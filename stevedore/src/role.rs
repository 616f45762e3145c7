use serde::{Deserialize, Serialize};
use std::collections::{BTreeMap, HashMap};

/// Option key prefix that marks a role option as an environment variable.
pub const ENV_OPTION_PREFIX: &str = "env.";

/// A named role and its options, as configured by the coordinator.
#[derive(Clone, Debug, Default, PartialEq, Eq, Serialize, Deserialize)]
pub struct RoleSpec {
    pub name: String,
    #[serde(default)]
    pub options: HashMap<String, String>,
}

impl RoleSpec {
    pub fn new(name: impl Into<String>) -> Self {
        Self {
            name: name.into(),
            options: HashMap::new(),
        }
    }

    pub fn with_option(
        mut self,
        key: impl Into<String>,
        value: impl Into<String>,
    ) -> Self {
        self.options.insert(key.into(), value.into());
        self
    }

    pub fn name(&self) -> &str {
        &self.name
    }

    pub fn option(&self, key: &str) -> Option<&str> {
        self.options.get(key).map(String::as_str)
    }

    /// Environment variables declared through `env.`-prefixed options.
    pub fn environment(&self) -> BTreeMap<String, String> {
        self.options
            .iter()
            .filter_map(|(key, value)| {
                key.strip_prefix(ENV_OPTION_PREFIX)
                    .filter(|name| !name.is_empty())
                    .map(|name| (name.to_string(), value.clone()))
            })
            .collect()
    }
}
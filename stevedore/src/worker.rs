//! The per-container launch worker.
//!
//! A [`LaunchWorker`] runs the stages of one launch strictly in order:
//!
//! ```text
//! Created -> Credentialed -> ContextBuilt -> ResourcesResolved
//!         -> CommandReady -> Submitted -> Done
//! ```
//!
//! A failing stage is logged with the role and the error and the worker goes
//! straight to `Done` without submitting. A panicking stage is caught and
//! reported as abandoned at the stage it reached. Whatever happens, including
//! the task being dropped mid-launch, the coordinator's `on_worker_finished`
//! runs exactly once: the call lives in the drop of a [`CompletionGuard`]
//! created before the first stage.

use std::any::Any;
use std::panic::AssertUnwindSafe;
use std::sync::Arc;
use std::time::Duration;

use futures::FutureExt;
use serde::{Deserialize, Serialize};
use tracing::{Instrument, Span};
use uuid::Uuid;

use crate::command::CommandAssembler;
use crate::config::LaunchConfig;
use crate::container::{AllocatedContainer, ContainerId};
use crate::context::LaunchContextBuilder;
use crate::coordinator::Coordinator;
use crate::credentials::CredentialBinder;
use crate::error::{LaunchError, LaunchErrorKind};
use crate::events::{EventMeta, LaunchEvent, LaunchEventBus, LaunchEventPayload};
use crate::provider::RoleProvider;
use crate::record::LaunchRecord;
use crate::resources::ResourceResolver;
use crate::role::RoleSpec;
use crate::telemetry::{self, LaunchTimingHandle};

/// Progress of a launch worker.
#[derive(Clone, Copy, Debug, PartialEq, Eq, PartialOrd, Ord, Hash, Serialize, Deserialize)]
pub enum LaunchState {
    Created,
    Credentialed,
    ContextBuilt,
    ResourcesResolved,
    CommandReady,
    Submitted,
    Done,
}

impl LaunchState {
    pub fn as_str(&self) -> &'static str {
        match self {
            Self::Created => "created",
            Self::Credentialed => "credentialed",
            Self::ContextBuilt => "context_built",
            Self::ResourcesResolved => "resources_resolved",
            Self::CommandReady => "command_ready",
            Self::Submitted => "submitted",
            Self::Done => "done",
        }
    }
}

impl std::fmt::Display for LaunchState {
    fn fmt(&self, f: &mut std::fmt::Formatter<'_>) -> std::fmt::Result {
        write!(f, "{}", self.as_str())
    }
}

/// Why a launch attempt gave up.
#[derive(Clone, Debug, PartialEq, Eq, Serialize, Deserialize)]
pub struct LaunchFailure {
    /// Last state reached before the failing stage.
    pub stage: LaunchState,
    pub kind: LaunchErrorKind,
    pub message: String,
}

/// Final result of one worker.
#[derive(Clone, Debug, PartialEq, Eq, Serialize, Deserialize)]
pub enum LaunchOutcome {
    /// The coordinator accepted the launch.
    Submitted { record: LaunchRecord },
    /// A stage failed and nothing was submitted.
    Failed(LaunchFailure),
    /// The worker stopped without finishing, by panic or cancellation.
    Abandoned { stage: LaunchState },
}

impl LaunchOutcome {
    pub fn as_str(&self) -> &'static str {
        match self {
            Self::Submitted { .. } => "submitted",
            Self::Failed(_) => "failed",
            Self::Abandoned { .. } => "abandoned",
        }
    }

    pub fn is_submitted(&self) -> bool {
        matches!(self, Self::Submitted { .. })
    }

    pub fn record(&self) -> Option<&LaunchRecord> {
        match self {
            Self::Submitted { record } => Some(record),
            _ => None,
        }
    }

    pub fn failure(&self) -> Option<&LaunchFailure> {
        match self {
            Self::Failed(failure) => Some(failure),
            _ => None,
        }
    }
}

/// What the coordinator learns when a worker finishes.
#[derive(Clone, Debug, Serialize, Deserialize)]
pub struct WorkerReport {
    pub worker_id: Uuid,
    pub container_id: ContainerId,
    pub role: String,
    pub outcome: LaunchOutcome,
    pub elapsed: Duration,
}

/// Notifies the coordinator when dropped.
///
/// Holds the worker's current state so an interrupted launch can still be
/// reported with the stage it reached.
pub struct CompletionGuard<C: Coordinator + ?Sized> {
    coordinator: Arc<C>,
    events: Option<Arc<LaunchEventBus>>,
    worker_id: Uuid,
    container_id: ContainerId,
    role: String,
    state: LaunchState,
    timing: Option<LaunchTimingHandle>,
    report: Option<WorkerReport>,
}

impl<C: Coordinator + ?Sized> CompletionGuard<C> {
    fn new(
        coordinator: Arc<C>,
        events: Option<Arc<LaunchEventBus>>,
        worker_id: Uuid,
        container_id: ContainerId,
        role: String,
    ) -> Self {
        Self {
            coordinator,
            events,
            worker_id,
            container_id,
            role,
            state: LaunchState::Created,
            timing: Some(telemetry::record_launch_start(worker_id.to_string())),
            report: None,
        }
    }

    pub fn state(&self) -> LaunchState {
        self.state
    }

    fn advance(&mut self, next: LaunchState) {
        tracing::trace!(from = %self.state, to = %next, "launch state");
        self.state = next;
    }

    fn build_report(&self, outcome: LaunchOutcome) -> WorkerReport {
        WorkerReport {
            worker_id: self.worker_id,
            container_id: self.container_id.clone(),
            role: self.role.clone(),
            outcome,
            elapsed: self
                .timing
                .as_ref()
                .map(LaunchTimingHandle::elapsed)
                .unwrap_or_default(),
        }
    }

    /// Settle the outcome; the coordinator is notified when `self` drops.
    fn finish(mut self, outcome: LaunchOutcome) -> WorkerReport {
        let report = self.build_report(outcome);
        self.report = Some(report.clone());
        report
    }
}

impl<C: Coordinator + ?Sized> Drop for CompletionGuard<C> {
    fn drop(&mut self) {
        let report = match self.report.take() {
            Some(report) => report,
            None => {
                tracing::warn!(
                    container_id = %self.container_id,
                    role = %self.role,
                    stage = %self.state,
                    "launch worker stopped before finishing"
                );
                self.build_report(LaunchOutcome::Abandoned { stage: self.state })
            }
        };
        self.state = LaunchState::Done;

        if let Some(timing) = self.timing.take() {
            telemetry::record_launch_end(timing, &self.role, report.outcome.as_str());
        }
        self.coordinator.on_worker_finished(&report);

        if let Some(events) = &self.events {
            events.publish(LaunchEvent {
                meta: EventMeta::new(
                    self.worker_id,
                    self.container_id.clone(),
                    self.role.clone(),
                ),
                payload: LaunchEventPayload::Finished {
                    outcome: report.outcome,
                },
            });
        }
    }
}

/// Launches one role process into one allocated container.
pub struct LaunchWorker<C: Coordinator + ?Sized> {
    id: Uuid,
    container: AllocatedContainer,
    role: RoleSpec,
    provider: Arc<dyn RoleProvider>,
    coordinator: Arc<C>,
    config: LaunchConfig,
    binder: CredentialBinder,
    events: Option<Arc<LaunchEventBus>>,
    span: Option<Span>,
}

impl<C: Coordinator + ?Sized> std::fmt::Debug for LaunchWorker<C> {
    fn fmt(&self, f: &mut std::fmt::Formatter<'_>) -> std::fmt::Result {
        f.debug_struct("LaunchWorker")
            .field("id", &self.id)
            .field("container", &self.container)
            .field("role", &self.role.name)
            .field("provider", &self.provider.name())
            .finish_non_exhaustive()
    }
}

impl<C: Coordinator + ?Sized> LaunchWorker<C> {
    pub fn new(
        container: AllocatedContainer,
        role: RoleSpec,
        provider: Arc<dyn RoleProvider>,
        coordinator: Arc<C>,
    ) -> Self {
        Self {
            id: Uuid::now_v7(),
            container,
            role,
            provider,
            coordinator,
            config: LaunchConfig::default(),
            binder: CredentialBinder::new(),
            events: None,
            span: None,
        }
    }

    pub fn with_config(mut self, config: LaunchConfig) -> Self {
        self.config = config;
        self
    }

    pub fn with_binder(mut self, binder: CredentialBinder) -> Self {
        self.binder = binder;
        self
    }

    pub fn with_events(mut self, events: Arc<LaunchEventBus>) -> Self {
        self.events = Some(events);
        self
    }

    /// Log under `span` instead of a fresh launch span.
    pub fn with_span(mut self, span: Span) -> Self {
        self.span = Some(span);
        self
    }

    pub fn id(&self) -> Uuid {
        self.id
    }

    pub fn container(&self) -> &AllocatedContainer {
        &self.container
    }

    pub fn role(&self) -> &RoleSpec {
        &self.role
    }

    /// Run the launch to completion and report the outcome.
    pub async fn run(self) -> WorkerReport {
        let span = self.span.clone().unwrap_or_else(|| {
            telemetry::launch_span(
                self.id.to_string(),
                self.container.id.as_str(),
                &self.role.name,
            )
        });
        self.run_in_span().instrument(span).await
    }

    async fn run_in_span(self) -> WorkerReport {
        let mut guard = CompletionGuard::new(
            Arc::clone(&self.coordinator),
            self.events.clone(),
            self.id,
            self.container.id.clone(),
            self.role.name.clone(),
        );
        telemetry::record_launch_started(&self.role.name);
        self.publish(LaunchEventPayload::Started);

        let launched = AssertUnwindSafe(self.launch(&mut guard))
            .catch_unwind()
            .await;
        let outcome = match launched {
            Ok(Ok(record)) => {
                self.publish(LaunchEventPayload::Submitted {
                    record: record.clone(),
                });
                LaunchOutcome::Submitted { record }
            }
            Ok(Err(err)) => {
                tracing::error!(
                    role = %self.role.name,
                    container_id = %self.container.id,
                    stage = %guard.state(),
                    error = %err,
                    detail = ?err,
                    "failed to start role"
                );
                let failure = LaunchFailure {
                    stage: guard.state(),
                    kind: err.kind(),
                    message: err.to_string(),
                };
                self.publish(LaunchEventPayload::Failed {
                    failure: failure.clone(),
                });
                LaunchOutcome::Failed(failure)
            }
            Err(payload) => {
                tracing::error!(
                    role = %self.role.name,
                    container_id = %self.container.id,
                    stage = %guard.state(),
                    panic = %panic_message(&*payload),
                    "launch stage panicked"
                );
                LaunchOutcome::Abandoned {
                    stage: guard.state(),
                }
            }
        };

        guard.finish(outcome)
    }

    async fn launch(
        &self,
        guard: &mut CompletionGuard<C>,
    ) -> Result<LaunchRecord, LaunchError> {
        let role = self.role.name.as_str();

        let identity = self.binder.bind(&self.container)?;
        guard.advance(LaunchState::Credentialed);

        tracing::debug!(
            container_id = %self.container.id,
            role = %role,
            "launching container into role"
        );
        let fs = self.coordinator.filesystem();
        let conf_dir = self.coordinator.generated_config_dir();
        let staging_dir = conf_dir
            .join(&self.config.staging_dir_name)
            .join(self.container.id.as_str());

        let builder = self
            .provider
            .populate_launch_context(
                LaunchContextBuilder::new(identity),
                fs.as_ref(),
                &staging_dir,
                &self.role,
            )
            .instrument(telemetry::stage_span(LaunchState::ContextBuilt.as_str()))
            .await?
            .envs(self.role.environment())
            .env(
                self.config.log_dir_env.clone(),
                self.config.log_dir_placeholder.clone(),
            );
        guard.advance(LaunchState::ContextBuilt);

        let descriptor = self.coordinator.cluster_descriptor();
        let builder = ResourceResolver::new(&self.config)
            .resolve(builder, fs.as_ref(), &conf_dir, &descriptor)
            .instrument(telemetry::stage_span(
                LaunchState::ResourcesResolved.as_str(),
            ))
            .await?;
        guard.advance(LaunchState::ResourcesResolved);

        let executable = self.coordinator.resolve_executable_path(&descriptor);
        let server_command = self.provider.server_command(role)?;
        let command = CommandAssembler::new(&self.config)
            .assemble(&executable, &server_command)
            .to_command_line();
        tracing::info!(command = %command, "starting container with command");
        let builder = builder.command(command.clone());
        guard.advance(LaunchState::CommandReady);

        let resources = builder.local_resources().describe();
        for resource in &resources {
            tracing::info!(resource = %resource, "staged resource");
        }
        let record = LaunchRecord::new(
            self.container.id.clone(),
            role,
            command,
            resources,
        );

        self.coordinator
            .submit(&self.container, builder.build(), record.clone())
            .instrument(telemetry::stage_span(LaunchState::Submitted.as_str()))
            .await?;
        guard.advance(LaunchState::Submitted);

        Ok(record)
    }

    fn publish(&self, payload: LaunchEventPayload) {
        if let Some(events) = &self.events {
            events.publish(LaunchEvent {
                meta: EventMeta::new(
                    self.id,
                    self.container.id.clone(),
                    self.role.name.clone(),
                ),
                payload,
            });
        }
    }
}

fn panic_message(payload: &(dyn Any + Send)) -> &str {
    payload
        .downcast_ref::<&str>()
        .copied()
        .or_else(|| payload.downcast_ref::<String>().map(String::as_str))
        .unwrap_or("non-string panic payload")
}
______
Each line in the entries above, starting at the line with "pub fn name(&self)" and ending at the line with "is caught and", is to be printed exactly, and only those lines.

### RESULT
    pub fn name(&self) -> &str {
        &self.name
    }

    pub fn option(&self, key: &str) -> Option<&str> {
        self.options.get(key).map(String::as_str)
    }

    /// Environment variables declared through `env.`-prefixed options.
    pub fn environment(&self) -> BTreeMap<String, String> {
        self.options
            .iter()
            .filter_map(|(key, value)| {
                key.strip_prefix(ENV_OPTION_PREFIX)
                    .filter(|name| !name.is_empty())
                    .map(|name| (name.to_string(), value.clone()))
            })
            .collect()
    }
}
filename stevedore/src/worker.rs
//! The per-container launch worker.
//!
//! A [`LaunchWorker`] runs the stages of one launch strictly in order:
//!
//! ```text
//! Created -> Credentialed -> ContextBuilt -> ResourcesResolved
//!         -> CommandReady -> Submitted -> Done
//! ```
//!
//! A failing stage is logged with the role and the error and the worker goes
//! straight to `Done` without submitting. A panicking stage is caught and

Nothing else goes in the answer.